Goal of the exercise.
Starting at the first line and ending at the last, output the data exactly.

(Stored data entries)
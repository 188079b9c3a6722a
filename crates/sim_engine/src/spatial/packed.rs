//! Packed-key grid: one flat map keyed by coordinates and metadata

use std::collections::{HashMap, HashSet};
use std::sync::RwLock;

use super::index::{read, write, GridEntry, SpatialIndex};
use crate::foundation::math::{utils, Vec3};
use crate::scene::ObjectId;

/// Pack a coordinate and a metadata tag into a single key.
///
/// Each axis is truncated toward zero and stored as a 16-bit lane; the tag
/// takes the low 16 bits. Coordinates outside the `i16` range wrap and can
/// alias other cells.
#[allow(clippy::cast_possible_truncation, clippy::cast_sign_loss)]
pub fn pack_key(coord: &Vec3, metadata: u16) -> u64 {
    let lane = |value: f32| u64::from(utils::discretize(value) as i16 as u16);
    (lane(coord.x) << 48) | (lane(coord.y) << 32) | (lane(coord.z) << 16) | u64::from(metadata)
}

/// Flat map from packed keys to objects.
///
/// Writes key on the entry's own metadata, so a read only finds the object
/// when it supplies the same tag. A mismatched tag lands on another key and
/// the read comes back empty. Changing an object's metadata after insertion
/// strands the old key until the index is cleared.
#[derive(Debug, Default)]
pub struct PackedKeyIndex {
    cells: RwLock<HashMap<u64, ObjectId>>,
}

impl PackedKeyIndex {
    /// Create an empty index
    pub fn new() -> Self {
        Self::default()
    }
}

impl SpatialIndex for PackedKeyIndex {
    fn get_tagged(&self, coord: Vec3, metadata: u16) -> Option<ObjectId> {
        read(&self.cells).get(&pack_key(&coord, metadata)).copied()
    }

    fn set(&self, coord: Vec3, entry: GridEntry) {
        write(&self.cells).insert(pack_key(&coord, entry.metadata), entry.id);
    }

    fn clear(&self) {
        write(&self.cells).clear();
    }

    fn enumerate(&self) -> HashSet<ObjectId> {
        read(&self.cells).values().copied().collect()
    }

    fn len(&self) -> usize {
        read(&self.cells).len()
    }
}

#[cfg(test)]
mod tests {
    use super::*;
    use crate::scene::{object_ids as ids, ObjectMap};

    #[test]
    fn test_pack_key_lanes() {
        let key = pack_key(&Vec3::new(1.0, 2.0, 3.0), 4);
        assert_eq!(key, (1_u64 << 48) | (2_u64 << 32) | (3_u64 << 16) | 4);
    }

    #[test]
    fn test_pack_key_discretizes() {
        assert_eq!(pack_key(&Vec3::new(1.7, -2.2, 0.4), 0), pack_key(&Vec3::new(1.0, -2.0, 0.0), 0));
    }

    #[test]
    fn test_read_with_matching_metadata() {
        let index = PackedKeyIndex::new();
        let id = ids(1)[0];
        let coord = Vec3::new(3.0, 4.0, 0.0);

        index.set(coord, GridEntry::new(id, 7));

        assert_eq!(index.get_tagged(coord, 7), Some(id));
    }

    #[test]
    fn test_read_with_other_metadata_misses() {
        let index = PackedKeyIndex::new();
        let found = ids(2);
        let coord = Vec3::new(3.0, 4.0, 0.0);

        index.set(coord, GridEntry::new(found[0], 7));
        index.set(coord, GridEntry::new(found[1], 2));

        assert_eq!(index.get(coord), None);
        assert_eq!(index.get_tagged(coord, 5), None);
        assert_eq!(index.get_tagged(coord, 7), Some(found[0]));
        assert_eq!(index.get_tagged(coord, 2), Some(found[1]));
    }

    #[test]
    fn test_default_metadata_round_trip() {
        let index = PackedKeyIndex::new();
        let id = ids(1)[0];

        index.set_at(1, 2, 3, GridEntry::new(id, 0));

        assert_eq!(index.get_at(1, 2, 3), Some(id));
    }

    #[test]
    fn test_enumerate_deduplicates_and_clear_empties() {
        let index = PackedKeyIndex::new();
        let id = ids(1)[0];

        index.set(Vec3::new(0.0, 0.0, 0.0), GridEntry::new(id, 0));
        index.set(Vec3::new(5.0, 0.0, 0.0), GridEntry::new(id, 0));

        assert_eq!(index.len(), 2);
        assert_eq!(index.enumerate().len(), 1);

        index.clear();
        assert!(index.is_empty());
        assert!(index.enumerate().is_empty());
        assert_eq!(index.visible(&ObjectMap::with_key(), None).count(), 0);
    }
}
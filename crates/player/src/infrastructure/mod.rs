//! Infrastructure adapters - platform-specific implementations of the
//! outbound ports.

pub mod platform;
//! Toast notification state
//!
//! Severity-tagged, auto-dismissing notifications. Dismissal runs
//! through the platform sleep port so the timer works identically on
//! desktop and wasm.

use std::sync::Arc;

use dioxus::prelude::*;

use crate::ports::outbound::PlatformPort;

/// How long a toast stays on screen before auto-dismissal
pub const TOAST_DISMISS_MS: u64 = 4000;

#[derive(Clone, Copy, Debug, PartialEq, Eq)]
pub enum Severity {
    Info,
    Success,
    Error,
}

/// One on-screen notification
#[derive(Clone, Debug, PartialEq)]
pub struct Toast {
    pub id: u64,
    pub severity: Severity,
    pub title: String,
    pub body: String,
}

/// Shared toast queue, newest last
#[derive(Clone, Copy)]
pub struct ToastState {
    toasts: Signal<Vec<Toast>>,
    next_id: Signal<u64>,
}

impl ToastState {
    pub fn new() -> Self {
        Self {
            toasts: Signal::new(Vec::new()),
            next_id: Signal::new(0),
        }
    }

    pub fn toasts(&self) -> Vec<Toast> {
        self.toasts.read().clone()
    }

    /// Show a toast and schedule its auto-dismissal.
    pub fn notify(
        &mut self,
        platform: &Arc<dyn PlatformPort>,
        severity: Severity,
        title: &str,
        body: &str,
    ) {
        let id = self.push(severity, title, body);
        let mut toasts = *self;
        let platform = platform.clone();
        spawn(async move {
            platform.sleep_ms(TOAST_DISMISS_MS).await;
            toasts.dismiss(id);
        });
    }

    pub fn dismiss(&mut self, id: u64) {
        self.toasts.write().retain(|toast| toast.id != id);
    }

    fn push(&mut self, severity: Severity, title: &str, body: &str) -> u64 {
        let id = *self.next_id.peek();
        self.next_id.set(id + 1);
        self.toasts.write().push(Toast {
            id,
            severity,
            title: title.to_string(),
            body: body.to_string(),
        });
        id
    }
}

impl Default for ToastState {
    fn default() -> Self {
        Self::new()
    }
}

Response area.
repository 188079b9c3a6722a
filename crates/sim_engine/src/spatial/packed.rs
//! Packed-key grid: one flat map keyed by coordinates and metadata

use std::collections::{HashMap, HashSet};
use std::sync::RwLock;

use super::index::{read, write, GridEntry, SpatialIndex};
use crate::foundation::math::{utils, Vec3};
use crate::scene::ObjectId;

/// Pack a coordinate and a metadata tag into a single key.
///
/// Each axis is truncated toward zero and stored as a 16-bit lane; the tag
/// takes the low 16 bits. Coordinates outside the `i16` range wrap and can
/// alias other cells.
#[allow(clippy::cast_possible_truncation, clippy::cast_sign_loss)]
pub fn pack_key(coord: &Vec3, metadata: u16) -> u64 {
    let lane = |value: f32| u64::from(utils::discretize(value) as i16 as u16);
    (lane(coord.x) << 48) | (lane(coord.y) << 32) | (lane(coord.z) << 16) | u64::from(metadata)
}

/// Flat map from packed keys to objects.
///
/// Writes key on the entry's own metadata, so a read only finds the object
/// when it supplies the same tag. A mismatched tag lands on another key and
/// the read comes back empty. Changing an object's metadata after insertion
/// strands the old key until the index is cleared.
#[derive(Debug, Default)]
pub struct PackedKeyIndex {
    cells: RwLock<HashMap<u64, ObjectId>>,
}

impl PackedKeyIndex {
    /// Create an empty index
    pub fn new() -> Self {
        Self::default()
    }
}

impl SpatialIndex for PackedKeyIndex {
    fn get_tagged(&self, coord: Vec3, metadata: u16) -> Option<ObjectId> {
        read(&self.cells).get(&pack_key(&coord, metadata)).copied()
    }

    fn set(&self, coord: Vec3, entry: GridEntry) {
        write(&self.cells).insert(pack_key(&coord, entry.metadata), entry.id);
    }

    fn clear(&self) {
        write(&self.cells).clear();
    }

    fn enumerate(&self) -> HashSet<ObjectId> {
        read(&self.cells).values().copied().collect()
    }

    fn len(&self) -> usize {
        read(&self.cells).len()
    }
}

#[cfg(test)]
mod tests {
    use super::*;
    use crate::scene::{object_ids as ids, ObjectMap};

    #[test]
    fn test_pack_key_lanes() {
        let key = pack_key(&Vec3::new(1.0, 2.0, 3.0), 4);
        assert_eq!(key, (1_u64 << 48) | (2_u64 << 32) | (3_u64 << 16) | 4);
    }

    #[test]
    fn test_pack_key_discretizes() {
        assert_eq!(pack_key(&Vec3::new(1.7, -2.2, 0.4), 0), pack_key(&Vec3::new(1.0, -2.0, 0.0), 0));
    }

    #[test]
    fn test_read_with_matching_metadata() {
        let index = PackedKeyIndex::new();
        let id = ids(1)[0];
        let coord = Vec3::new(3.0, 4.0, 0.0);

        index.set(coord, GridEntry::new(id, 7));

        assert_eq!(index.get_tagged(coord, 7), Some(id));
    }

    #[test]
    fn test_read_with_other_metadata_misses() {
        let index = PackedKeyIndex::new();
        let found = ids(2);
        let coord = Vec3::new(3.0, 4.0, 0.0);

        index.set(coord, GridEntry::new(found[0], 7));
        index.set(coord, GridEntry::new(found[1], 2));

        assert_eq!(index.get(coord), None);
        assert_eq!(index.get_tagged(coord, 5), None);
        assert_eq!(index.get_tagged(coord, 7), Some(found[0]));
        assert_eq!(index.get_tagged(coord, 2), Some(found[1]));
    }

    #[test]
    fn test_default_metadata_round_trip() {
        let index = PackedKeyIndex::new();
        let id = ids(1)[0];

        index.set_at(1, 2, 3, GridEntry::new(id, 0));

        assert_eq!(index.get_at(1, 2, 3), Some(id));
    }

    #[test]
    fn test_enumerate_deduplicates_and_clear_empties() {
        let index = PackedKeyIndex::new();
        let id = ids(1)[0];

        index.set(Vec3::new(0.0, 0.0, 0.0), GridEntry::new(id, 0));
        index.set(Vec3::new(5.0, 0.0, 0.0), GridEntry::new(id, 0));

        assert_eq!(index.len(), 2);
        assert_eq!(index.enumerate().len(), 1);

        index.clear();
        assert!(index.is_empty());
        assert!(index.enumerate().is_empty());
        assert_eq!(index.visible(&ObjectMap::with_key(), None).count(), 0);
    }
}
filename crates/player/src/infrastructure/mod.rs
//! Infrastructure adapters - platform-specific implementations of the
//! outbound ports.

pub mod platform;
//! Toast notification state
//!
//! Severity-tagged, auto-dismissing notifications. Dismissal runs
//! through the platform sleep port so the timer works identically on
//! desktop and wasm.

use std::sync::Arc;

use dioxus::prelude::*;

use crate::ports::outbound::PlatformPort;

/// How long a toast stays on screen before auto-dismissal
pub const TOAST_DISMISS_MS: u64 = 4000;

#[derive(Clone, Copy, Debug, PartialEq, Eq)]
pub enum Severity {
    Info,
    Success,
    Error,
}

/// One on-screen notification
#[derive(Clone, Debug, PartialEq)]
pub struct Toast {
    pub id: u64,
    pub severity: Severity,
    pub title: String,
    pub body: String,
}

/// Shared toast queue, newest last
#[derive(Clone, Copy)]
pub struct ToastState {
    toasts: Signal<Vec<Toast>>,
    next_id: Signal<u64>,
}

impl ToastState {
    pub fn new() -> Self {
        Self {
            toasts: Signal::new(Vec::new()),
            next_id: Signal::new(0),
        }
    }

    pub fn toasts(&self) -> Vec<Toast> {
        self.toasts.read().clone()
    }

    /// Show a toast and schedule its auto-dismissal.
    pub fn notify(
        &mut self,
        platform: &Arc<dyn PlatformPort>,
        severity: Severity,
        title: &str,
        body: &str,
    ) {
        let id = self.push(severity, title, body);
        let mut toasts = *self;
        let platform = platform.clone();
        spawn(async move {
            platform.sleep_ms(TOAST_DISMISS_MS).await;
            toasts.dismiss(id);
        });
    }

    pub fn dismiss(&mut self, id: u64) {
        self.toasts.write().retain(|toast| toast.id != id);
    }

    fn push(&mut self, severity: Severity, title: &str, body: &str) -> u64 {
        let id = *self.next_id.peek();
        self.next_id.set(id + 1);
        self.toasts.write().push(Toast {
            id,
            severity,
            title: title.to_string(),
            body: body.to_string(),
        });
        id
    }
}

impl Default for ToastState {
    fn default() -> Self {
        Self::new()
    }
}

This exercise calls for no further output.